Doing Chemistry with the Metal center in Proteins – Rational Design of Thermostable Metalloproteins

A large number of vital proteins and enzymes contain certain metal ion(s) or its complex bound to the protein at the active center. Our group has been involved in the study of the role of the metal ion and its surrounding environment on the structure, stability and function of the metalloprotein or metalloenzyme. The present talk will discuss our recent studies on the heme containing enzyme cytochrome P450 that is involved in drug metabolism, detoxification against xenobiotics, steroid biosynthesis etc. Rational design of the active site around the metal center in a thermostable cytochrome P450 was shown to catalyse reactions of unnatural substrates by the modified enzyme.
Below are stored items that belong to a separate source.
//! # Scoped Registry
//!
//! A thread-safe registry of scopes that bind singleton instances to a lifetime:
//! the whole process (global), an application, a user session, or a single request.
//!
//! Each scope stores at most one instance per key (by default the type name), creates it
//! on first use with a factory supplied at the call site, and destroys every instance
//! exactly once, newest first, when the scope ends.
//!
//! ## Quick Start
//!
//! ```rust
//! use scoped_registry::{ScopeContext, ScopeKind, ScopeRegistry, Singleton};
//! use std::sync::Arc;
//!
//! struct Cart { items: Vec<String> }
//! impl Singleton for Cart {}
//!
//! let registry = ScopeRegistry::new();
//! let mut ctx = ScopeContext::new();
//!
//! // a request arrives
//! let request = registry.begin_in(&mut ctx, ScopeKind::Request, "req-1").unwrap();
//! let cart: Arc<Cart> = request.get_instance(|| Cart { items: vec![] }).unwrap();
//! assert!(cart.items.is_empty());
//!
//! // the request is done: its singletons are destroyed
//! registry.end(ScopeKind::Request, "req-1").unwrap();
//! assert!(registry.current(&ctx, ScopeKind::Request).is_none());
//! ```
//!
//! ## Features
//!
//! - **At most one instance per key per scope**, even with many concurrent callers
//! - **Ordered teardown**: reverse creation order, with every hook failure collected
//!   instead of aborting the rest
//! - **Explicit context**: the current request or session scope is carried by a
//!   [`ScopeContext`] value, never by thread-local state
//! - **Tracing**: lifecycle logging through `tracing`, plus an optional event callback
//!
//! ## Main Types
//!
//! - [`ScopeRegistry`] - begins, ends, and looks up scopes
//! - [`Scope`] - a lifetime container and its singleton accessors
//! - [`Singleton`] - lifecycle hooks of stored instances
//! - [`ScopeContext`] - the current scopes of one task
//! - [`ScopeGuard`] - ends a scope when dropped
//! - [`ScopeError`] / [`MultiDestructionError`] - what can go wrong

mod macros;

mod destruction;
mod scope;
mod scope_context;
mod scope_error;
mod scope_event;
mod scope_guard;
mod scope_kind;
mod scope_registry;
mod scope_settings;
mod scope_store;
mod singleton;
mod singleton_factory;

pub use destruction::DestructionCoordinator;
pub use scope::Scope;
pub use scope_context::ScopeContext;
pub use scope_error::{
    BoxError, DestructionFailure, DestructionPhase, MultiDestructionError, ScopeError,
};
pub use scope_event::{ScopeEvent, TraceCallback};
pub use scope_guard::ScopeGuard;
pub use scope_kind::{ScopeId, ScopeKind, ScopeState, GLOBAL_SCOPE_ID};
pub use scope_registry::ScopeRegistry;
pub use scope_settings::ScopeSettings;
pub use scope_store::{ScopeStore, StoreEntry};
pub use singleton::{key_of, Singleton};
The talk will also discuss studies on a novel purple copper center present in the ubiquitous respiratory enzyme cytochrome c oxidase. Selective modification of residues near the metal center was shown to alter the redox potential as well as electron transfer rates in this metal center that forms the electron entry site of cytochrome c oxidase. Mechanistic studies on the formation of the novel dinuclear copper center showed formation of two distinct kinetic intermediates containing mono-nuclear copper bound to the protein. These studies not only provide key insights on the biological functions of these important enzymes but also highlight their possible applications as potential thermostable green catalysts.